Giorgio Albertazzi in scena, foto stampa

Giorgio Albertazzi in scena, foto stampa

Roma. Memorie di Adriano nel cortile di Alessandro VI in Castel Sant’Angelo: un posto raccolto ed unico, tipicamente romano, con Giorgio Albertazzi autorevole e consolidata voce narrante dell’imperatore romano.
In scena ieri ed anche oggi, è tratto dal famoso libro di Marguerite Yourcenar, si stimano 30 milioni di copie vendute all’epoca, che rimane attuale ancora oggi. Il regista Maurizio Scaparro, presente durante la rappresentazione, ha indicato nelle note di regia l’aspetto politico, come se fosse scritto oggi. Non solo legato ai recenti fatti della Grecia ma allo scontro di civiltà che sembra sia in atto, dove le parole di Adriano rappresentano uno spirito apollineo taumaturgico.

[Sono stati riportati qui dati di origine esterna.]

use crate::{bit_counter::BitCounter, constants::MTU_SIZE_BITS, BitReader, SerdeErr};

pub trait BitWrite {
    fn write_bit(&mut self, bit: bool);
    fn write_byte(&mut self, byte: u8);
    fn is_counter(&self) -> bool;
    fn count_bits(&mut self, bits: u32);

    /// Writes the lowest `bits` bits of `value`, least significant first.
    fn write_bits(&mut self, value: u64, bits: u32) {
        if self.is_counter() {
            self.count_bits(bits);
            return;
        }
        for i in 0..bits {
            self.write_bit((value >> i) & 1 != 0);
        }
    }
}

/// Bit writer with a fixed bit budget.
///
/// Overflow is sticky: once a write would exceed the budget nothing more is
/// written and `overflowed()` stays true until the writer is rolled back to a
/// position before the overflow.
pub struct BitWriter {
    buffer: Vec<u8>,
    position: u32,
    max_bits: u32,
    overflowed: bool,
}

impl BitWriter {
    pub fn new() -> Self {
        Self::with_max_bits(MTU_SIZE_BITS)
    }

    pub fn with_max_bits(max_bits: u32) -> Self {
        Self {
            buffer: Vec::with_capacity(((max_bits as usize) + 7) / 8),
            position: 0,
            max_bits,
            overflowed: false,
        }
    }

    pub fn counter(&self) -> BitCounter {
        BitCounter::new(self.position, self.position, self.max_bits)
    }

    pub fn bit_position(&self) -> u32 {
        self.position
    }

    pub fn bits_free(&self) -> u32 {
        self.max_bits.saturating_sub(self.position)
    }

    pub fn max_bits(&self) -> u32 {
        self.max_bits
    }

    pub fn overflowed(&self) -> bool {
        self.overflowed
    }

    /// Marks the writer as overflowed, which callers use to force a rollback.
    pub fn force_overflow(&mut self) {
        self.overflowed = true;
    }

    pub fn reserve_bits(&mut self, bits: u32) {
        self.max_bits = self.max_bits.saturating_sub(bits);
    }

    pub fn release_bits(&mut self, bits: u32) {
        self.max_bits += bits;
    }

    /// Overwrites `bits` already-written bits starting at `position`.
    /// Used to patch headers whose value is only known after the payload.
    pub fn write_bits_at(&mut self, position: u32, value: u64, bits: u32) {
        if position + bits > self.position {
            self.overflowed = true;
            return;
        }
        for i in 0..bits {
            self.put_bit(position + i, (value >> i) & 1 != 0);
        }
    }

    /// Discards everything written after `position` and clears the overflow flag.
    pub fn rollback(&mut self, position: u32) {
        if position >= self.position && !self.overflowed {
            return;
        }
        let position = position.min(self.position);
        self.position = position;
        self.buffer.truncate(((position as usize) + 7) / 8);
        let used_bits_in_last_byte = position % 8;
        if used_bits_in_last_byte != 0 {
            if let Some(last) = self.buffer.last_mut() {
                *last &= (1u8 << used_bits_in_last_byte) - 1;
            }
        }
        self.overflowed = false;
    }

    /// Copies the remaining bits of `reader`, up to `bits`, into this writer.
    pub fn write_from_reader(&mut self, reader: &mut BitReader, bits: u32) -> Result<(), SerdeErr> {
        for _ in 0..bits {
            let bit = reader.read_bit()?;
            self.write_bit(bit);
        }
        Ok(())
    }

    pub fn bytes(&self) -> &[u8] {
        &self.buffer
    }

    pub fn to_bytes(self) -> Box<[u8]> {
        self.buffer.into_boxed_slice()
    }

    fn put_bit(&mut self, position: u32, bit: bool) {
        let byte_index = (position / 8) as usize;
        let mask = 1u8 << (position % 8);
        if byte_index >= self.buffer.len() {
            self.buffer.resize(byte_index + 1, 0);
        }
        if bit {
            self.buffer[byte_index] |= mask;
        } else {
            self.buffer[byte_index] &= !mask;
        }
    }
}

impl Default for BitWriter {
    fn default() -> Self {
        Self::new()
    }
}

impl BitWrite for BitWriter {
    fn write_bit(&mut self, bit: bool) {
        if self.overflowed {
            return;
        }
        if self.position >= self.max_bits {
            self.overflowed = true;
            return;
        }
        self.put_bit(self.position, bit);
        self.position += 1;
    }

    fn write_byte(&mut self, byte: u8) {
        let mut temp = byte;
        for _ in 0..8 {
            self.write_bit(temp & 1 != 0);
            temp >>= 1;
        }
    }

    fn is_counter(&self) -> bool {
        false
    }

    fn count_bits(&mut self, _bits: u32) {
        // nothing to count, this writer records actual bits
    }
}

Tali premesse hanno portato al tutto esaurito, dove terminata la lunga e storica fase di andare a teatro per modificare la realtà, decifrarla, interrogarsi e rivoluzionarla, si assiste all’implementazione dell’analisi lineare e profonda di Pier Paolo Pasolini. Alla domanda: quale fosse il motivo che lo portava a scrivere, rispose che era esistenziale, per la naturale necessità umana di esprimersi.

Tale necessità sembra sovrapporsi alla struttura del caso: non esiste una volontà o un progetto immanente nella realtà e nelle azioni umane, bensì si collegano spontaneamente o casualmente fatti che, presi isolatamente sono assoluti, aggregati diventano relativi perché comprensibili solo in un limitato contesto.

Sembra essere questa l’idea che ha guidato l’attore, intervistato a fine spettacolo:

Rimango stupito ogni volta che la vedo sul palcoscenico: mi chiedo cosa mi potrà dire di nuovo ancora Giorgio Albertazzi, dopo tanti anni di esperienza. E glielo domando: cosa la spinge ogni volta a salire sul palco, oltre al naturale motivo di esprimersi?

Credo nella vita. Non c’è un altro modo, non è una cosa staccata da te. Il teatro è un’arte: certo, esistono anche persone per le quali è una professione e dicono: alla sera alle otto stacco la spina. Dove? Quale spina? Tu sei quello continuamente, è la tua vita quella lì. E’ sfida, succedono cose che non posso rivelare al pubblico, accadono dentro di me prima di salire in scena e ti forniscono quel più uno nella vita. E questa è la mia vita, non esistono due anime staccate.

Per quanto riguarda il testo recitato, come sappiamo è straordinario. Se volesse sintetizzarlo come se fosse una brevissima lezione, cosa direbbe?

E’ un testo sulla morte che coincide con l’amore. Esiste anche un aspetto di voler conciliare la cultura greca con quella romana che ad Adriano è riuscito, un momento straordinario. Oggi nessuno riesce a raggiungere tale obiettivo. Lui era riuscito a creare un Commonwealth: un architetto ma anche un politico di grandissima levatura. Non assatanato ma avente un concetto greco della politica, alla Protagora.

Per quanto riguarda il messaggio politico, è ancora attuale il testo?

Sembra scritto oggi. Forse non è neanche giusto definirlo politico. E’ come averlo letto ieri sul giornale, è un grande testo. C’è una materia così viva, c’è qualcosa di estremamente erotico, nel senso profondo del termine e cioé la vita. E però la parentela con la morte, simboleggiata dalla fine della bellezza. E non c’è un altro senso alla vita se non la bellezza. In senso lato, largo, la bellezza è difficilmente descrivibile in senso assoluto ma è paragonabile a quella di un bambino, di un cucciolo. Se lo porti con te sulla scena contagi il mondo, anche se poi non si traduce in una immediata azione politica diretta perché il vero teatro e la vera arte fa domande, non dà risposte. Picasso non ha mai dato una risposta, ha sempre domandato.